Building a Reliable Webhook Delivery System

Webhooks are deceptively simple in theory: your service makes an HTTP POST to someone else's URL. In practice, building a reliable webhook delivery system that handles failures gracefully, scales across tenants, and doesn't lose events is a genuinely hard problem.

I ran into this at FinBox. We had webhooks scattered across multiple services — each implementing its own retry logic, each with its own failure modes. The result was inconsistency, missed events, and engineers debugging webhook issues in production more often than anyone wanted.

So I built Firefly.

The core problem

The fundamental challenge with webhooks is at-least-once delivery. The recipient might be down. Their server might respond with a 500. The network might drop the request mid-flight. Your service needs to retry — but retrying introduces new problems: duplicate events, ordering issues, backpressure.

Getting this right requires thinking about a few things.

Idempotency belongs to the receiver

Your webhook system can guarantee delivery. It cannot guarantee idempotency — that's the receiver's responsibility. Document this clearly. Include a stable event_id in every payload so receivers can deduplicate if needed.

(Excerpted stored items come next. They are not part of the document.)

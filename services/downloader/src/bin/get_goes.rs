//! Download GOES imagery for a time range.
//!
//! Usage:
//!   get-goes 2020-05-23/1200 2020-05-24/0300 -p ./satellite -b 2,5,10 -d MW
//!   get-goes 2020-05-23/1200 2020-05-23/1300 -b all -g -y

use std::io;

use anyhow::{Context, Result};
use chrono::Local;
use tracing::{info, warn};

use downloader::cli::{exit_on_request_error, init_tracing, parse_or_exit, GetGoesArgs};
use downloader::gridsat::{GridSatClient, GRIDSAT_BASE_URL};
use downloader::prompt::{confirm_download, print_goodbye};
use downloader::{Archive, FetchPlan, Orchestrator, Tables, WorkerPool};
use netcdf_parser::silence_hdf5_errors;
use storage::{CatalogMatcher, ObjectStorage, ObjectStorageConfig};

#[tokio::main]
async fn main() -> Result<()> {
    // Load environment from .env file if present
    dotenvy::dotenv().ok();

    let args: GetGoesArgs = parse_or_exit();
    init_tracing(&args.logging)?;
    silence_hdf5_errors();

    let tables = exit_on_request_error(Tables::load(&args.config_dir))?;
    let plan = exit_on_request_error(FetchPlan::from_args(&args, &tables.domains))?;
    let cwd = std::env::current_dir().context("Failed to read current directory")?;

    let report = match &plan.archive {
        Archive::Unsupported => {
            warn!(window = %plan.window, "Window straddles the GOES-N and GOES-R archives");
            println!("Dates straddling GOES-N and GOES-R data are not supported.");
            return Ok(());
        }
        Archive::GridSat => {
            let dir = plan.prepare_output_dir(&cwd, Local::now().naive_local())?;
            let client = GridSatClient::new(GRIDSAT_BASE_URL)?;
            client.fetch_window(&plan.window, &dir, args.max_concurrent).await
        }
        Archive::GoesR { scene, request } => {
            let storage = ObjectStorage::new(&ObjectStorageConfig::for_satellite(scene.satellite))?;
            info!(bucket = %storage.bucket(), scene = %scene, window = %plan.window, "Querying archive");

            let catalog = CatalogMatcher::new(storage.clone())
                .match_entries(&plan.window.partition_keys(), request, scene, &plan.window)
                .await?;

            if !args.yes {
                let proceed = confirm_download(
                    io::stdin().lock(),
                    io::stdout(),
                    catalog.len(),
                    catalog.total_size_bytes(),
                )?;
                if !proceed {
                    print_goodbye(io::stdout())?;
                    return Ok(());
                }
            }

            let dir = plan.prepare_output_dir(&cwd, Local::now().naive_local())?;
            Orchestrator::new(storage, WorkerPool::new(args.max_concurrent), tables.bands, dir)
                .with_domain(plan.domain)
                .run(catalog.into_entries())
                .await
        }
    };

    report.log_summary();
    Ok(())
}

Retry strategies matter more than you think

There's no single right retry strategy — the right choice depends on the downstream endpoint's failure characteristics. A flaky third-party API, an overloaded internal service, and a temporarily unavailable partner each call for different approaches. Linear retries, exponential backoff, fibonacci, decorrelated jitter — these aren't interchangeable.

What does matter universally: don't retry indefinitely. Set a cap. After N failures, move the event to a dead letter queue. Infinite retries are just a slow memory leak with extra steps.

Dead letter queues are not optional

Every webhook system needs a DLQ. Operators need to inspect failed events, understand why they failed, and replay them after the downstream issue is resolved. If you can't replay from the DLQ, you will lose events — it's only a matter of when.

The multi-tenancy problem

When multiple tenants share the same webhook infrastructure, noisy neighbors become a real concern. One tenant sending 10,000 events shouldn't starve another tenant's time-sensitive deliveries.

We solved this with per-tenant queues and configurable rate limits. SQS made this straightforward — each tenant gets an isolated queue, and consumption doesn't bleed across tenants.

The tradeoff is cost and operational overhead as tenant count grows. Worth it at our scale; might not be at yours.

What I'd do differently

Observability from day one. We instrumented Firefly with OpenTelemetry from the start, but I still underestimated how much visibility matters in a delivery system. Queue depth, delivery latency per tenant, failure rates by endpoint — add these metrics before you need them in an incident.